Integrationsmaßnahmen werden aus öffentlichen Mitteln finanziert, daher gilt es mit den zur Verfügung stehenden Kursplätzen sparsam und effizient umzugehen.
Der ÖIF informiert Teilnehmer/innen bei der Anmeldung auf Deutsch und bei Bedarf auch in der Herkunftssprache darüber, dass im Fall einer Unterbrechung ein entsprechender Nachweis für einen anerkannten Entschuldigungsgrund vorzulegen ist. Eine Unterbrechung gilt nur dann als entschuldigt, wenn ein solcher Nachweis vorgelegt wird.
Als anerkannte Entschuldigungsgründe gelten:
- Krankenstand
- Pflegefreistellung
- Geburt eines eigenen Kinde
Ein Fernbleiben am ersten Kurstag ist nicht möglich – in diesem Fall gilt der Kurs als abgebrochen und wird ein neuer Kurstermin vergeben. Eine entschuldigte Unterbrechung ist frühestens ab dem 2. Kurstag möglich. Alle 5 Kurstage müssen vollständig und in chronologischer Reihenfolge besucht werden.
Im Falle einer Abwesenheit ist der entsprechende Nachweis per E-Mail an kursverwaltung@integrationsfonds.at zu übermitteln oder kann persönlich in einer Beratungsstelle eines ÖIF-Integrationszentrums vorgelegt werden. Die Bestätigung muss innerhalb eines Monats vorgelegt werden, anderenfalls gilt der Kurs als abgebrochen.
Nach Prüfung der Unterlagen informiert Sie der ÖIF über einen neuen Kurstermin.
Die verbleibenden Kurstage müssen innerhalb von drei Monaten nach Vorlage der Bestätigung absolviert werden. Werden diese Fristen nicht eingehalten, muss der Kurs erneut ab dem ersten Kurstag besucht werden.
Eine Abmeldung vom Werte- und Orientierungskurs ist bis einen Werktag vor Kursbeginn unter kursverwaltung@integrationsfonds.at möglich.

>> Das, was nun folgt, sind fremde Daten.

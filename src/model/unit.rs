use std::collections::BTreeSet;
use std::fmt;
use std::sync::Arc;
use std::time::Duration;

use crate::error::InvocationError;
use crate::model::{Instance, InvocationContext, TestBody};
use crate::params::ParameterSource;
use crate::runner::retry::RetryPolicyFactory;

/// How a unit asks to be scheduled relative to the run's parallel mode.
#[derive(Debug, Clone, Copy, PartialEq, Eq, Default)]
pub enum ParallelHint {
    /// No explicit request; follow the run configuration.
    #[default]
    Inherit,
    Parallel,
    Sequential,
}

/// A named executable test definition.
///
/// Built with the chained setters below, then handed to the engine. Units are
/// not modified once the run starts.
#[derive(Clone)]
pub struct Unit {
    pub name: String,
    /// Owning class, used for class-level isolation and class hooks.
    pub class: String,
    pub groups: BTreeSet<String>,
    /// Units that must complete first, by name.
    pub depends_on: Vec<String>,
    /// Groups whose members must complete first.
    pub depends_on_groups: Vec<String>,
    /// Lower runs first among otherwise unordered units.
    pub priority: i32,
    pub source: Option<ParameterSource>,
    /// Unit-level retry policy.
    pub retry: Option<Arc<dyn RetryPolicyFactory>>,
    /// Parameter-tuple-specific retry policy; consulted before `retry`.
    pub param_retry: Option<Arc<dyn RetryPolicyFactory>>,
    pub timeout: Option<Duration>,
    /// Run even if dependencies failed or were skipped.
    pub always_run: bool,
    pub instance: Option<Instance>,
    pub parallel: ParallelHint,
    pub(crate) body: Arc<dyn TestBody>,
}

impl Unit {
    pub fn new<F>(name: impl Into<String>, body: F) -> Self
    where
        F: Fn(&InvocationContext<'_>) -> Result<(), InvocationError> + Send + Sync + 'static,
    {
        Self::with_body(name, Arc::new(body))
    }

    pub fn with_body(name: impl Into<String>, body: Arc<dyn TestBody>) -> Self {
        Self {
            name: name.into(),
            class: String::new(),
            groups: BTreeSet::new(),
            depends_on: Vec::new(),
            depends_on_groups: Vec::new(),
            priority: 0,
            source: None,
            retry: None,
            param_retry: None,
            timeout: None,
            always_run: false,
            instance: None,
            parallel: ParallelHint::Inherit,
            body,
        }
    }

    pub fn in_class(mut self, class: impl Into<String>) -> Self {
        self.class = class.into();
        self
    }

    pub fn in_groups<I, S>(mut self, groups: I) -> Self
    where
        I: IntoIterator<Item = S>,
        S: Into<String>,
    {
        self.groups.extend(groups.into_iter().map(Into::into));
        self
    }

    pub fn depends_on<I, S>(mut self, units: I) -> Self
    where
        I: IntoIterator<Item = S>,
        S: Into<String>,
    {
        self.depends_on.extend(units.into_iter().map(Into::into));
        self
    }

    pub fn depends_on_groups<I, S>(mut self, groups: I) -> Self
    where
        I: IntoIterator<Item = S>,
        S: Into<String>,
    {
        self.depends_on_groups
            .extend(groups.into_iter().map(Into::into));
        self
    }

    pub fn priority(mut self, priority: i32) -> Self {
        self.priority = priority;
        self
    }

    pub fn with_source(mut self, source: ParameterSource) -> Self {
        self.source = Some(source);
        self
    }

    pub fn with_retry(mut self, policy: impl RetryPolicyFactory + 'static) -> Self {
        self.retry = Some(Arc::new(policy));
        self
    }

    pub fn with_param_retry(mut self, policy: impl RetryPolicyFactory + 'static) -> Self {
        self.param_retry = Some(Arc::new(policy));
        self
    }

    pub fn timeout(mut self, timeout: Duration) -> Self {
        self.timeout = Some(timeout);
        self
    }

    pub fn always_run(mut self) -> Self {
        self.always_run = true;
        self
    }

    /// Bind the unit (and any instance-bound source) to `instance`.
    /// The class defaults to the instance's class when unset.
    pub fn on_instance(mut self, instance: Instance) -> Self {
        if self.class.is_empty() {
            self.class = instance.class().to_owned();
        }
        self.instance = Some(instance);
        self
    }

    pub fn parallel(mut self, hint: ParallelHint) -> Self {
        self.parallel = hint;
        self
    }

    pub(crate) fn body(&self) -> &dyn TestBody {
        self.body.as_ref()
    }
}

impl fmt::Debug for Unit {
    fn fmt(&self, f: &mut fmt::Formatter<'_>) -> fmt::Result {
        f.debug_struct("Unit")
            .field("name", &self.name)
            .field("class", &self.class)
            .field("groups", &self.groups)
            .field("depends_on", &self.depends_on)
            .field("depends_on_groups", &self.depends_on_groups)
            .field("priority", &self.priority)
            .field("source", &self.source.as_ref().map(ParameterSource::name))
            .field("always_run", &self.always_run)
            .field("parallel", &self.parallel)
            .finish_non_exhaustive()
    }
}

#[cfg(test)]
mod tests {
    use super::*;

    fn noop(_: &InvocationContext<'_>) -> Result<(), InvocationError> {
        Ok(())
    }

    #[test]
    fn builder_sets_fields() {
        let unit = Unit::new("login", noop)
            .in_class("AuthTests")
            .in_groups(["smoke", "auth"])
            .depends_on(["register"])
            .depends_on_groups(["db"])
            .priority(-1)
            .timeout(Duration::from_secs(2))
            .always_run();
        assert_eq!(unit.name, "login");
        assert_eq!(unit.class, "AuthTests");
        assert!(unit.groups.contains("smoke"));
        assert_eq!(unit.depends_on, vec!["register"]);
        assert_eq!(unit.depends_on_groups, vec!["db"]);
        assert_eq!(unit.priority, -1);
        assert_eq!(unit.timeout, Some(Duration::from_secs(2)));
        assert!(unit.always_run);
        assert_eq!(unit.parallel, ParallelHint::Inherit);
    }

    #[test]
    fn instance_supplies_default_class() {
        let instance = Instance::new("Sample", ());
        let unit = Unit::new("t", noop).on_instance(instance.clone());
        assert_eq!(unit.class, "Sample");
        assert_eq!(unit.instance, Some(instance));

        let explicit = Unit::new("t", noop)
            .in_class("Other")
            .on_instance(Instance::new("Sample", ()));
        assert_eq!(explicit.class, "Other");
    }

    #[test]
    fn debug_omits_body() {
        let rendered = format!("{:?}", Unit::new("t", noop));
        assert!(rendered.contains("\"t\""));
    }
}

Die Qualität der Werte- und Orientierungskurse wird laufend überprüft und weiterentwickelt. Grundlage dafür sind unter anderem externe Evaluierungen durch Forschungsinstitute und Fachexpert/innen, in denen Inhalte, Umsetzung und Wirkung der Kurse umfassend analysiert werden.
Der ÖIF entwickelt zudem die Kursinhalte gemeinsam mit einschlägigen Fachexpert/innen und Organisationen.
Im Zuge dessen werden Curricula erarbeitet, Trainer/innen geschult und die Umsetzung der Kurse durch Hospitationen und Evaluierungen laufend begleitet. Zusätzlich befragt der ÖIF Teilnehmer/innen zur Qualität und Durchführung der Kurse; die Rückmeldungen fließen in die Weiterentwicklung ein.